Start of Block
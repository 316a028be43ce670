use axum::{
    Json, Router,
    extract::{Multipart, Path, Query, State},
    routing::{get, post},
};

use crate::{
    dto::orders::{OrderList, OrderWithItems, PlaceOrderRequest, PlaceOrderResponse},
    error::{AppError, AppResult},
    middleware::auth::AuthUser,
    models::Order,
    response::ApiResponse,
    routes::params::OrderListQuery,
    services::order_service,
    state::AppState,
    status::OrderStatus,
};

pub const PAYMENT_PROOF_FIELD: &str = "payment_proof";

pub fn route() -> Router<AppState> {
    Router::new()
        .route("/", get(list_order).post(place_order))
        .route("/{id}", get(get_order))
        .route("/{id}/payment-proof", post(upload_payment_proof))
        .route("/{id}/processing", post(mark_processing))
        .route("/{id}/shipped", post(mark_shipped))
        .route("/{id}/completed", post(mark_completed))
        .route("/{id}/canceled", post(cancel_order))
}

#[utoipa::path(
    get,
    path = "/api/orders",
    params(
        ("status" = Option<String>, Query, description = "Order status name, default Pending"),
        ("pharmacyId" = Option<i64>, Query, description = "Only orders of this pharmacy"),
        ("page" = Option<i64>, Query, description = "Page number, default 1"),
        ("limit" = Option<i64>, Query, description = "Items per page, default 10")
    ),
    responses(
        (status = 200, description = "Orders visible to the caller", body = ApiResponse<OrderList>)
    ),
    security(("bearer_auth" = [])),
    tag = "Orders"
)]
pub async fn list_order(
    State(state): State<AppState>,
    user: AuthUser,
    Query(query): Query<OrderListQuery>,
) -> AppResult<Json<ApiResponse<OrderList>>> {
    Ok(Json(order_service::list(&state, &user, query).await?))
}

#[utoipa::path(
    post,
    path = "/api/orders",
    request_body = PlaceOrderRequest,
    responses(
        (status = 200, description = "Order placed", body = ApiResponse<PlaceOrderResponse>),
        (status = 400, description = "Invalid payload or not enough stock")
    ),
    security(("bearer_auth" = [])),
    tag = "Orders"
)]
pub async fn place_order(
    State(state): State<AppState>,
    user: AuthUser,
    Json(payload): Json<PlaceOrderRequest>,
) -> AppResult<Json<ApiResponse<PlaceOrderResponse>>> {
    Ok(Json(order_service::place_order(&state, &user, payload).await?))
}

#[utoipa::path(
    get,
    path = "/api/orders/{id}",
    params(("id" = i64, Path, description = "Order id")),
    responses(
        (status = 200, description = "Order with its items", body = ApiResponse<OrderWithItems>),
        (status = 404, description = "Order not found")
    ),
    security(("bearer_auth" = [])),
    tag = "Orders"
)]
pub async fn get_order(
    State(state): State<AppState>,
    user: AuthUser,
    Path(id): Path<i64>,
) -> AppResult<Json<ApiResponse<OrderWithItems>>> {
    Ok(Json(order_service::get(&state, &user, id).await?))
}

#[utoipa::path(
    post,
    path = "/api/orders/{id}/payment-proof",
    params(("id" = i64, Path, description = "Order id")),
    request_body(content_type = "multipart/form-data", description = "payment_proof: png, jpg or jpeg up to 500 KB"),
    responses(
        (status = 200, description = "Payment proof stored", body = ApiResponse<Order>),
        (status = 400, description = "Invalid file or order is not pending")
    ),
    security(("bearer_auth" = [])),
    tag = "Orders"
)]
pub async fn upload_payment_proof(
    State(state): State<AppState>,
    user: AuthUser,
    Path(id): Path<i64>,
    mut multipart: Multipart,
) -> AppResult<Json<ApiResponse<Order>>> {
    while let Some(field) = multipart
        .next_field()
        .await
        .map_err(|e| AppError::BadRequest(format!("invalid multipart body: {e}")))?
    {
        if field.name() != Some(PAYMENT_PROOF_FIELD) {
            continue;
        }
        let file_name = field.file_name().unwrap_or_default().to_string();
        let bytes = field
            .bytes()
            .await
            .map_err(|e| AppError::BadRequest(format!("invalid file: {e}")))?;
        let resp =
            order_service::upload_payment_proof(&state, &user, id, &file_name, bytes.to_vec())
                .await?;
        return Ok(Json(resp));
    }
    Err(AppError::BadRequest(format!(
        "{PAYMENT_PROOF_FIELD} is required"
    )))
}

#[utoipa::path(
    post,
    path = "/api/orders/{id}/processing",
    params(("id" = i64, Path, description = "Order id")),
    responses(
        (status = 200, description = "Order is processing", body = ApiResponse<Order>),
        (status = 404, description = "Order not found or not in the required state")
    ),
    security(("bearer_auth" = [])),
    tag = "Orders"
)]
pub async fn mark_processing(
    State(state): State<AppState>,
    user: AuthUser,
    Path(id): Path<i64>,
) -> AppResult<Json<ApiResponse<Order>>> {
    transition(&state, &user, id, OrderStatus::Processing).await
}

#[utoipa::path(
    post,
    path = "/api/orders/{id}/shipped",
    params(("id" = i64, Path, description = "Order id")),
    responses(
        (status = 200, description = "Order shipped", body = ApiResponse<Order>),
        (status = 404, description = "Order not found or not in the required state")
    ),
    security(("bearer_auth" = [])),
    tag = "Orders"
)]
pub async fn mark_shipped(
    State(state): State<AppState>,
    user: AuthUser,
    Path(id): Path<i64>,
) -> AppResult<Json<ApiResponse<Order>>> {
    transition(&state, &user, id, OrderStatus::Shipped).await
}

#[utoipa::path(
    post,
    path = "/api/orders/{id}/completed",
    params(("id" = i64, Path, description = "Order id")),
    responses(
        (status = 200, description = "Order completed", body = ApiResponse<Order>),
        (status = 404, description = "Order not found or not in the required state")
    ),
    security(("bearer_auth" = [])),
    tag = "Orders"
)]
pub async fn mark_completed(
    State(state): State<AppState>,
    user: AuthUser,
    Path(id): Path<i64>,
) -> AppResult<Json<ApiResponse<Order>>> {
    transition(&state, &user, id, OrderStatus::Completed).await
}

#[utoipa::path(
    post,
    path = "/api/orders/{id}/canceled",
    params(("id" = i64, Path, description = "Order id")),
    responses(
        (status = 200, description = "Order canceled and stock restored", body = ApiResponse<Order>),
        (status = 400, description = "Order already has a payment proof"),
        (status = 404, description = "Order not found or not in the required state")
    ),
    security(("bearer_auth" = [])),
    tag = "Orders"
)]
pub async fn cancel_order(
    State(state): State<AppState>,
    user: AuthUser,
    Path(id): Path<i64>,
) -> AppResult<Json<ApiResponse<Order>>> {
    transition(&state, &user, id, OrderStatus::Canceled).await
}

async fn transition(
    state: &AppState,
    user: &AuthUser,
    id: i64,
    target: OrderStatus,
) -> AppResult<Json<ApiResponse<Order>>> {
    Ok(Json(order_service::transition(state, user, id, target).await?))
}
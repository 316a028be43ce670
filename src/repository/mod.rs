//! SQL access. Functions generic over `ConnectionTrait` run on whatever
//! executor the caller holds: the pooled connection or an open transaction.
//! Read-model queries that never join a unit of work take the sqlx pool.

pub mod accounts;
pub mod cart_items;
pub mod geo;
pub mod orders;
pub mod pharmacies;
pub mod pharmacy_products;
pub mod stock_histories;
pub mod stock_transfers;

/// SQL fragment for the buyer point, using binds `$1` (longitude) and `$2` (latitude).
pub(crate) const BUYER_POINT: &str = "ST_SetSRID(ST_MakePoint($1, $2), 4326)::geography";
End of Block
Transcribe the records above with every character unchanged.

## [Task output]
repository 316a028be43ce670
use axum::{
    Json, Router,
    extract::{Multipart, Path, Query, State},
    routing::{get, post},
};

use crate::{
    dto::orders::{OrderList, OrderWithItems, PlaceOrderRequest, PlaceOrderResponse},
    error::{AppError, AppResult},
    middleware::auth::AuthUser,
    models::Order,
    response::ApiResponse,
    routes::params::OrderListQuery,
    services::order_service,
    state::AppState,
    status::OrderStatus,
};

pub const PAYMENT_PROOF_FIELD: &str = "payment_proof";

pub fn route() -> Router<AppState> {
    Router::new()
        .route("/", get(list_order).post(place_order))
        .route("/{id}", get(get_order))
        .route("/{id}/payment-proof", post(upload_payment_proof))
        .route("/{id}/processing", post(mark_processing))
        .route("/{id}/shipped", post(mark_shipped))
        .route("/{id}/completed", post(mark_completed))
        .route("/{id}/canceled", post(cancel_order))
}

#[utoipa::path(
    get,
    path = "/api/orders",
    params(
        ("status" = Option<String>, Query, description = "Order status name, default Pending"),
        ("pharmacyId" = Option<i64>, Query, description = "Only orders of this pharmacy"),
        ("page" = Option<i64>, Query, description = "Page number, default 1"),
        ("limit" = Option<i64>, Query, description = "Items per page, default 10")
    ),
    responses(
        (status = 200, description = "Orders visible to the caller", body = ApiResponse<OrderList>)
    ),
    security(("bearer_auth" = [])),
    tag = "Orders"
)]
pub async fn list_order(
    State(state): State<AppState>,
    user: AuthUser,
    Query(query): Query<OrderListQuery>,
) -> AppResult<Json<ApiResponse<OrderList>>> {
    Ok(Json(order_service::list(&state, &user, query).await?))
}

#[utoipa::path(
    post,
    path = "/api/orders",
    request_body = PlaceOrderRequest,
    responses(
        (status = 200, description = "Order placed", body = ApiResponse<PlaceOrderResponse>),
        (status = 400, description = "Invalid payload or not enough stock")
    ),
    security(("bearer_auth" = [])),
    tag = "Orders"
)]
pub async fn place_order(
    State(state): State<AppState>,
    user: AuthUser,
    Json(payload): Json<PlaceOrderRequest>,
) -> AppResult<Json<ApiResponse<PlaceOrderResponse>>> {
    Ok(Json(order_service::place_order(&state, &user, payload).await?))
}

#[utoipa::path(
    get,
    path = "/api/orders/{id}",
    params(("id" = i64, Path, description = "Order id")),
    responses(
        (status = 200, description = "Order with its items", body = ApiResponse<OrderWithItems>),
        (status = 404, description = "Order not found")
    ),
    security(("bearer_auth" = [])),
    tag = "Orders"
)]
pub async fn get_order(
    State(state): State<AppState>,
    user: AuthUser,
    Path(id): Path<i64>,
) -> AppResult<Json<ApiResponse<OrderWithItems>>> {
    Ok(Json(order_service::get(&state, &user, id).await?))
}

#[utoipa::path(
    post,
    path = "/api/orders/{id}/payment-proof",
    params(("id" = i64, Path, description = "Order id")),
    request_body(content_type = "multipart/form-data", description = "payment_proof: png, jpg or jpeg up to 500 KB"),
    responses(
        (status = 200, description = "Payment proof stored", body = ApiResponse<Order>),
        (status = 400, description = "Invalid file or order is not pending")
    ),
    security(("bearer_auth" = [])),
    tag = "Orders"
)]
pub async fn upload_payment_proof(
    State(state): State<AppState>,
    user: AuthUser,
    Path(id): Path<i64>,
    mut multipart: Multipart,
) -> AppResult<Json<ApiResponse<Order>>> {
    while let Some(field) = multipart
        .next_field()
        .await
        .map_err(|e| AppError::BadRequest(format!("invalid multipart body: {e}")))?
    {
        if field.name() != Some(PAYMENT_PROOF_FIELD) {
            continue;
        }
        let file_name = field.file_name().unwrap_or_default().to_string();
        let bytes = field
            .bytes()
            .await
            .map_err(|e| AppError::BadRequest(format!("invalid file: {e}")))?;
        let resp =
            order_service::upload_payment_proof(&state, &user, id, &file_name, bytes.to_vec())
                .await?;
        return Ok(Json(resp));
    }
    Err(AppError::BadRequest(format!(
        "{PAYMENT_PROOF_FIELD} is required"
    )))
}

#[utoipa::path(
    post,
    path = "/api/orders/{id}/processing",
    params(("id" = i64, Path, description = "Order id")),
    responses(
        (status = 200, description = "Order is processing", body = ApiResponse<Order>),
        (status = 404, description = "Order not found or not in the required state")
    ),
    security(("bearer_auth" = [])),
    tag = "Orders"
)]
pub async fn mark_processing(
    State(state): State<AppState>,
    user: AuthUser,
    Path(id): Path<i64>,
) -> AppResult<Json<ApiResponse<Order>>> {
    transition(&state, &user, id, OrderStatus::Processing).await
}

#[utoipa::path(
    post,
    path = "/api/orders/{id}/shipped",
    params(("id" = i64, Path, description = "Order id")),
    responses(
        (status = 200, description = "Order shipped", body = ApiResponse<Order>),
        (status = 404, description = "Order not found or not in the required state")
    ),
    security(("bearer_auth" = [])),
    tag = "Orders"
)]
pub async fn mark_shipped(
    State(state): State<AppState>,
    user: AuthUser,
    Path(id): Path<i64>,
) -> AppResult<Json<ApiResponse<Order>>> {
    transition(&state, &user, id, OrderStatus::Shipped).await
}

#[utoipa::path(
    post,
    path = "/api/orders/{id}/completed",
    params(("id" = i64, Path, description = "Order id")),
    responses(
        (status = 200, description = "Order completed", body = ApiResponse<Order>),
        (status = 404, description = "Order not found or not in the required state")
    ),
    security(("bearer_auth" = [])),
    tag = "Orders"
)]
pub async fn mark_completed(
    State(state): State<AppState>,
    user: AuthUser,
    Path(id): Path<i64>,
) -> AppResult<Json<ApiResponse<Order>>> {
    transition(&state, &user, id, OrderStatus::Completed).await
}

#[utoipa::path(
    post,
    path = "/api/orders/{id}/canceled",
    params(("id" = i64, Path, description = "Order id")),
    responses(
        (status = 200, description = "Order canceled and stock restored", body = ApiResponse<Order>),
        (status = 400, description = "Order already has a payment proof"),
        (status = 404, description = "Order not found or not in the required state")
    ),
    security(("bearer_auth" = [])),
    tag = "Orders"
)]
pub async fn cancel_order(
    State(state): State<AppState>,
    user: AuthUser,
    Path(id): Path<i64>,
) -> AppResult<Json<ApiResponse<Order>>> {
    transition(&state, &user, id, OrderStatus::Canceled).await
}

async fn transition(
    state: &AppState,
    user: &AuthUser,
    id: i64,
    target: OrderStatus,
) -> AppResult<Json<ApiResponse<Order>>> {
    Ok(Json(order_service::transition(state, user, id, target).await?))
}
repository 316a028be43ce670
filename src/repository/mod.rs
//! SQL access. Functions generic over `ConnectionTrait` run on whatever
//! executor the caller holds: the pooled connection or an open transaction.
//! Read-model queries that never join a unit of work take the sqlx pool.

pub mod accounts;
pub mod cart_items;
pub mod geo;
pub mod orders;
pub mod pharmacies;
pub mod pharmacy_products;
pub mod stock_histories;
pub mod stock_transfers;

/// SQL fragment for the buyer point, using binds `$1` (longitude) and `$2` (latitude).
pub(crate) const BUYER_POINT: &str = "ST_SetSRID(ST_MakePoint($1, $2), 4326)::geography";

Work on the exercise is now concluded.